关键词:  言论自由 名誉权 比例原则 合宪性解释

 

一、引言

2013年9月9日,最高人民法院、最高人民检察院公布了《关于办理利用信息网络实施诽谤等刑事案件适用法律若干问题的解释》(以下简称《若干解释》)。其中,第2条规定:“利用信息网络诽谤他人,具有下列情形之一的,应当认定为刑法第246条第1款规定的情节严重:“同一诽谤信息实际被点击、浏览次数达到五千次以上,或者被转发次数达到五百次以上的;”。该条将诽谤罪的适用扩展到了网络空间,同时也为其设定了非常明确的量化入刑标准。一时间,“转发500次可定罪”这样的字眼迅速占据了各大报纸的头条。该司法解释的出台将治理网络谣言等违法犯罪的行动进一步纳入法治轨道,同时也为网络世界拉起了明确的法律“高压线”。[1]大多数网友还仅仅停留在将该解释误读为“转发超500次就要判刑的”层面上,然而事实上,“转发超过500次、实际浏览5000次以上”只是对于诽谤罪中“情节严重”这一要件的界定,是否构成诽谤罪,还要符合《刑法》246条规定的其它主客观构成要件。

该司法解释至少引发了以下几个疑问:对“情节严重”进行界定,通过限定浏览、转发次数作为入罪标准是否构成了对言论自由的不当限制、违反了法律保留原则?该手段本身与保护他人名誉权的目的之间是否合乎比例原则的要求?带着这些问题,本文将以“转发500次司法解释”为中心,从基本权利限制的角度论证该手段本身是否构成了对言论自由的限制、违反了法律保留原则,进而引入比例原则对该手段的实质合宪性进行分析,从形式和实质两方面探究其是否具有宪法上的正当性。

 

二、基本权利的限制

对诽谤罪的解释不仅是刑法规范体系的问题,也是宪法上的基本权利问题。《宪法》第35条规定:“中华人民共和国公民有言论、出版、集会、结社、游行、示威的自由。”同时,第51条规定:“中华人民共和国公民在行使自由和权利的时候,不得损害国家的、社会的、集体的利益和其他公民的合法的自由和权利”。从《宪法》第51条的规定来看,行使言论自由权的边界在于“不得损害国家的、社会的、集体的利益和其他公民的合法权益”。曾有学者给“言论自由的界限”做了界定,即“所谓言论自由的界限,就是指言论自由在法律上的限度,即言论者可以自由的表达言论而不必担心法律之强制惩罚的界线。因此言论自由的限度也可以说成是法律之施加于言论之上的若干限制,尤其当言论自由与其他权利或者利益相冲突的时候”。[2]

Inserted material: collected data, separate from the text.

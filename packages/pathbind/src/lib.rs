//! pathbind: a uniform way to keep records in a hierarchical key-value store.
//!
//! Each field of a record is declared once with the key template it lives
//! at. `Mapper::get` then loads every field marked for fetching, and
//! `Mapper::set` writes or deletes every field marked for writing or
//! deletion, each in a single transaction.
//!
//! This crate re-exports the mapping engine (`pathbind-core`) and the store
//! interface it runs on (`pathbind-kv-store`).

pub use pathbind_core::*;

/// The transactional store interface and the in-memory store.
pub mod kv {
    pub use pathbind_kv_store::*;
}

pub use pathbind_kv_store::{InMemoryConfig, InMemoryKvStore, KvError, Op, OpResponse, Transact};

#[cfg(feature = "async")]
pub use pathbind_kv_store::{AsyncTransact, SyncToAsync};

无庸赘言,刑法第246条诽谤罪的设立目的是保障公民的名誉权,但是与此同时,一个更加重要的问题是,言论自由是否天然的将对他人的侮辱诽谤行为排除在外了呢?这个问题直接关系到对诽谤罪的解释是否构成对言论自由的限制问题。在这个问题上,存在着基本权利的“内部理论说”和“外部理论说”。“内部理论说”主张权利本身存在内在界限,认为“权利自始都是有其“固定范围”的,权利的保障范围并非漫无边界的,相反地,按照权利的本质,任何权利都是有着“自然而然的、固定的范围的”[3]。照此理论,言论自由当然的排除了对他人的诽谤行为,因此,对这些行为的国家干预不被认为是对基本权利的限制而免受合宪性的审查。所以,内部理论被认为会导致基本权利范围自始被严重限缩,不利于实现“基本权利效力的最大化”。[4]而“外部理论说”并不预先设定基本权利的保障范围,而是把一切与该项基本权利相关的行为都假定为可能的保障范围,然后在这些行为与其他权利的冲突中进行立法、执法、司法等多个层次的利益衡量,最终作出是否保障的决定,因此能够为基本权利提供更充分的保障。[5]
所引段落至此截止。